M. Jean-Yves Le Déaut, premier vice-président de l'Office. Vous paraît-il possible que les données soient stockées sur la toile pendant un temps limité ?

M. Olivier de la Boulaye. Certainement, puisqu'il existe des logiciels pour cela. D'ailleurs, des sociétés commencent à proposer des services sur mobile qui utilisent des données éphémères. L'enjeu est le coût et la finalité de la requête.

M. Laurent Gouzènes. Ne sous-estimez pas non plus l'impact économique de ces réseaux américains qui vantent et commercialisent des produits américains réglés grâce à PayPal, une banque américaine, et livrés par une messagerie américaine. Ce sont autant de richesses qui disparaissent chez nous. On peut voir dans ce système une sorte de taxe Internet, qui coûte à la France quelques dizaines de milliards par an, et se mesure aussi en dizaines de milliers d'emplois perdus. Ces réseaux constituent aussi une arme économique au service de leur pays.

Enfin, j'avais été stupéfait de voir qu'après les attentats du World Trade Center, tout Internet s'était arrêté : plus rien ne marchait. Une telle panne est-elle encore possible aujourd'hui ? Les DNS - les systèmes de noms de domaine - étant pilotés par les Américains, nous ne maîtrisons rien et l'Europe peut se retrouver entièrement paralysée parce qu'un avion a été précipité sur une tour en Amérique.

M. Jean-Yves Le Déaut, premier vice-président de l'Office.

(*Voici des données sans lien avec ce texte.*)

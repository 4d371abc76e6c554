//! Error types for the accumc compiler

use crate::machine::{Reg, Word};
use thiserror::Error;

/// accumc errors
#[derive(Error, Debug, Clone, PartialEq, Eq)]
pub enum Error {
    // Front-end errors
    /// Syntax error encountered while scanning or parsing
    ///
    /// **Triggered by:** Characters outside the expression grammar, malformed lists
    /// **Example:** `(+ x #)`, `(* 1 2)`
    #[error("Syntax error at line {line}, column {col}: {message}")]
    SyntaxError {
        /// Line number where error occurred
        line: usize,
        /// Column number where error occurred
        col: usize,
        /// Error description
        message: String,
    },

    /// General parse error
    #[error("Parse error: {0}")]
    ParseError(String),

    /// Unexpected end of input during parsing
    #[error("Unexpected end of file")]
    UnexpectedEof,

    /// Unexpected token encountered during parsing
    #[error("Unexpected token: expected {expected}, got {got}")]
    UnexpectedToken {
        /// Expected token description
        expected: String,
        /// Actual token received
        got: String,
    },

    // Configuration errors
    /// Identifier with no register (or no value) assigned
    ///
    /// **Triggered by:** A variable map or environment that is not total over
    /// the identifiers of the expression being compiled or evaluated
    /// **Prevention:** Build the map with `VariableMap::resolve`, or call
    /// `VariableMap::validate_for` before compiling
    #[error("Undefined variable: {name}")]
    UndefinedVariable {
        /// Variable name
        name: String,
    },

    /// Variable register at or above the temporary watermark
    ///
    /// **Triggered by:** Compiling with a watermark that does not lie strictly
    /// above every variable register; temporaries would overwrite the variable
    #[error("Variable {name} is assigned register {reg}, which is not below the watermark {watermark}")]
    PreconditionViolation {
        /// Variable name
        name: String,
        /// Register assigned to the variable
        reg: Reg,
        /// Watermark the compilation was requested at
        watermark: Reg,
    },

    /// Initial machine state disagrees with the environment
    #[error("Register {reg} holds {found} but variable {name} has value {expected}")]
    InconsistentState {
        /// Variable name
        name: String,
        /// Register assigned to the variable
        reg: Reg,
        /// Value of the variable in the environment
        expected: Word,
        /// Value found in the register
        found: Word,
    },

    /// Several identifiers share one register
    #[error("Register {reg} is shared by variables {}", names.join(", "))]
    RegisterAliasing {
        /// Shared register
        reg: Reg,
        /// Identifiers mapped to it
        names: Vec<String>,
    },

    /// Temporaries would run past the last addressable register
    ///
    /// **Triggered by:** A watermark (or variable register) so close to
    /// `usize::MAX` that `base + offset` cannot be represented
    #[error("Register index overflow: {base} + {offset} exceeds the register space")]
    RegisterOverflow {
        /// Register allocation starts from
        base: Reg,
        /// Registers needed above `base`
        offset: usize,
    },

    /// Expression nested deeper than the compiler accepts
    ///
    /// **Triggered by:** Trees whose `Sum` depth exceeds
    /// `CompileOptions::max_depth`; code generation recurses once per level
    #[error("Expression nesting depth {depth} exceeds the limit of {limit}")]
    NestingTooDeep {
        /// Depth of the rejected expression
        depth: usize,
        /// Configured limit
        limit: usize,
    },

    // Compiler and runtime
    /// Compiler error
    #[error("Compiler error: {0}")]
    CompilerError(String),

    /// General runtime error
    #[error("Runtime error: {0}")]
    RuntimeError(String),
}

/// Error severity classification
#[derive(Debug, Clone, Copy, PartialEq, Eq)]
pub enum ErrorSeverity {
    /// Caller error that cannot be recovered from without changing the input
    Fatal,
    /// Configuration problem that may be fixed by supplying more bindings
    Recoverable,
    /// Diagnostic that doesn't prevent compilation
    Warning,
}

impl Error {
    /// Create a runtime error with a message
    pub fn runtime(msg: impl Into<String>) -> Self {
        Error::RuntimeError(msg.into())
    }

    /// Create a compiler error with a message
    pub fn compiler(msg: impl Into<String>) -> Self {
        Error::CompilerError(msg.into())
    }

    /// Create an undefined-variable error
    pub fn undefined(name: impl Into<String>) -> Self {
        Error::UndefinedVariable { name: name.into() }
    }

    /// Classify error severity
    pub fn classify(&self) -> ErrorSeverity {
        match self {
            Error::SyntaxError { .. }
            | Error::ParseError(_)
            | Error::UnexpectedEof
            | Error::UnexpectedToken { .. } => ErrorSeverity::Fatal,

            Error::PreconditionViolation { .. }
            | Error::RegisterOverflow { .. }
            | Error::NestingTooDeep { .. } => ErrorSeverity::Fatal,
            Error::InconsistentState { .. } => ErrorSeverity::Fatal,
            Error::CompilerError(_) => ErrorSeverity::Fatal,

            Error::UndefinedVariable { .. } => ErrorSeverity::Recoverable,
            Error::RuntimeError(_) => ErrorSeverity::Recoverable,

            Error::RegisterAliasing { .. } => ErrorSeverity::Warning,
        }
    }
}

/// Result type for accumc operations
pub type Result<T> = std::result::Result<T, Error>;

#[cfg(test)]
mod tests {
    use super::*;

    #[test]
    fn test_precondition_message() {
        let err = Error::PreconditionViolation {
            name: "x".to_string(),
            reg: Reg(4),
            watermark: Reg(3),
        };
        assert_eq!(
            err.to_string(),
            "Variable x is assigned register r4, which is not below the watermark r3"
        );
        assert_eq!(err.classify(), ErrorSeverity::Fatal);
    }

    #[test]
    fn test_aliasing_message() {
        let err = Error::RegisterAliasing {
            reg: Reg(1),
            names: vec!["a".to_string(), "b".to_string()],
        };
        assert!(err.to_string().contains("a, b"));
        assert_eq!(err.classify(), ErrorSeverity::Warning);
    }

    #[test]
    fn test_undefined_is_recoverable() {
        assert_eq!(Error::undefined("y").classify(), ErrorSeverity::Recoverable);
    }
}
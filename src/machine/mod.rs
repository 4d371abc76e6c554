//! # Accumulator Machine
//!
//! The compilation target: a single accumulator plus an unbounded file of
//! word-sized registers, executed strictly in sequence.
//!
//! ## Module Structure
//!
//! ```text
//! machine/
//! ├── mod.rs          # This file - step/run semantics and re-exports
//! ├── instruction.rs  # Word, Reg, Instruction
//! └── state.rs        # RegisterFile, MachineState
//! ```
//!
//! ## Semantics
//!
//! | Instruction | Accumulator | Registers |
//! |-------------|-------------|-----------|
//! | `LoadImmediate(v)` | `v` | unchanged |
//! | `Load(r)` | `regs[r]` | unchanged |
//! | `Store(r)` | unchanged | `regs[r] = acc` |
//! | `Add(r)` | `regs[r] + acc` | unchanged |
//!
//! Addition wraps at the word width. States are threaded by value: every
//! step consumes a state and hands back its successor.

mod instruction;
mod state;

pub use instruction::{Instruction, Reg, Word};
pub use state::{MachineState, RegisterFile};

/// Execute a single instruction
pub fn step(instr: &Instruction, mut state: MachineState) -> MachineState {
    match *instr {
        Instruction::LoadImmediate(value) => {
            state.accumulator = value;
        }
        Instruction::Load(reg) => {
            state.accumulator = state.registers.get(reg);
        }
        Instruction::Store(reg) => {
            state.registers.set(reg, state.accumulator);
        }
        Instruction::Add(reg) => {
            state.accumulator = state.registers.get(reg).wrapping_add(state.accumulator);
        }
    }
    state
}

/// Execute a program left to right, starting from `state`
///
/// The empty program returns `state` unchanged, and running `p1 ++ p2` is the
/// same as running `p2` on the result of `p1`.
pub fn run(program: &[Instruction], state: MachineState) -> MachineState {
    let final_state = program.iter().enumerate().fold(state, |state, (pc, instr)| {
        let next = step(instr, state);
        tracing::trace!(pc, ?instr, acc = next.accumulator, "step");
        next
    });
    tracing::debug!(
        instructions = program.len(),
        acc = final_state.accumulator,
        "program finished"
    );
    final_state
}
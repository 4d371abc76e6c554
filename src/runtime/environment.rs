use std::collections::HashMap;

use crate::error::{Error, Result};
use crate::machine::Word;
use crate::parser::Expr;

/// Environment binding source identifiers to runtime values
///
/// Used to state what an expression means. It has no counterpart on the
/// target machine, where variables live in registers instead.
#[derive(Debug, Clone, Default, PartialEq, Eq)]
pub struct Environment {
    variables: HashMap<String, Word>,
}

impl Environment {
    /// Creates an empty environment
    pub fn new() -> Self {
        Environment {
            variables: HashMap::new(),
        }
    }

    /// Defines (or redefines) a variable
    pub fn define(&mut self, name: impl Into<String>, value: Word) {
        self.variables.insert(name.into(), value);
    }

    /// Gets the value of a variable by name
    pub fn get(&self, name: &str) -> Result<Word> {
        self.variables
            .get(name)
            .copied()
            .ok_or_else(|| Error::undefined(name))
    }

    /// Checks if a variable exists
    pub fn exists(&self, name: &str) -> bool {
        self.variables.contains_key(name)
    }

    /// Checks that every identifier of `expr` has a value
    pub fn validate_for(&self, expr: &Expr) -> Result<()> {
        for name in expr.identifiers_in_order() {
            if !self.exists(name) {
                return Err(Error::undefined(name));
            }
        }
        Ok(())
    }

    /// Number of bound variables
    pub fn len(&self) -> usize {
        self.variables.len()
    }

    /// True if nothing is bound
    pub fn is_empty(&self) -> bool {
        self.variables.is_empty()
    }

    /// Iterates over all bindings in arbitrary order
    pub fn iter(&self) -> impl Iterator<Item = (&str, Word)> + '_ {
        self.variables.iter().map(|(k, v)| (k.as_str(), *v))
    }
}

impl<S: Into<String>> FromIterator<(S, Word)> for Environment {
    fn from_iter<I: IntoIterator<Item = (S, Word)>>(iter: I) -> Self {
        let mut env = Environment::new();
        for (name, value) in iter {
            env.define(name, value);
        }
        env
    }
}
//! Lexical analysis for accumc
//!
//! Converts source text into a stream of tokens for the S-expression syntax.

mod sexpr_scanner;
mod token;

pub use sexpr_scanner::SExprScanner;
pub use token::{Token, TokenKind};
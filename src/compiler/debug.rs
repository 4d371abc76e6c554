//! Debug utilities for accumulator code
//!
//! Tools for inspecting emitted programs and machine states.

use crate::machine::{Instruction, MachineState, Reg};
use std::fmt;
use std::fmt::Write as _;

/// Format a single instruction
pub fn format_instr(instr: &Instruction) -> String {
    match instr {
        Instruction::LoadImmediate(value) => format!("ldi {}", value),
        Instruction::Load(reg) => format!("ld  {}", reg),
        Instruction::Store(reg) => format!("st  {}", reg),
        Instruction::Add(reg) => format!("add {}", reg),
    }
}

impl fmt::Display for Instruction {
    fn fmt(&self, f: &mut fmt::Formatter<'_>) -> fmt::Result {
        f.write_str(&format_instr(self))
    }
}

/// Render a program as a numbered listing
///
/// ```text
/// 0000: ld  r2
/// 0001: st  r10
/// ```
pub fn dump_program(program: &[Instruction]) -> String {
    let mut out = String::new();
    for (i, instr) in program.iter().enumerate() {
        let _ = writeln!(out, "{:04}: {}", i, format_instr(instr));
    }
    out
}

/// Render a program together with the state after each instruction
pub fn trace_program(program: &[Instruction], initial: &MachineState) -> String {
    let mut out = String::new();
    let _ = writeln!(out, "      {:<10} {}", "", initial);
    let mut state = initial.clone();
    for (i, instr) in program.iter().enumerate() {
        state = crate::machine::step(instr, state);
        let _ = writeln!(out, "{:04}: {:<10} {}", i, format_instr(instr), state);
    }
    out
}

/// Registers written at or above `watermark`, in first-write order
pub fn temporaries_written(program: &[Instruction], watermark: Reg) -> Vec<Reg> {
    let mut seen = Vec::new();
    for reg in program.iter().filter_map(Instruction::written_register) {
        if reg >= watermark && !seen.contains(&reg) {
            seen.push(reg);
        }
    }
    seen
}
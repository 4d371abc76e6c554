//! Parallel execution support for accumc
//!
//! Compiles independent requests concurrently.

mod executor;

pub use executor::{compile_batch, compile_batch_all, CompileRequest, ParallelConfig};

On a posé le problème ce matin dans le domaine militaire et évoqué la gouvernance mondiale d'Internet.

M. Laurent Gouzènes. Même si elle ne saute pas aux yeux, la vulnérabilité de notre économie est bien réelle.

Mme Hélène Legras. Dans ce cas précis, le réseau a peut-être été victime de sa sur-fréquentation. Quand l'information de l'attaque des tours jumelles a été diffusée, les gens se sont tous connectés à Internet pour voir en direct ce qui se passait. Et le réseau s'est effondré.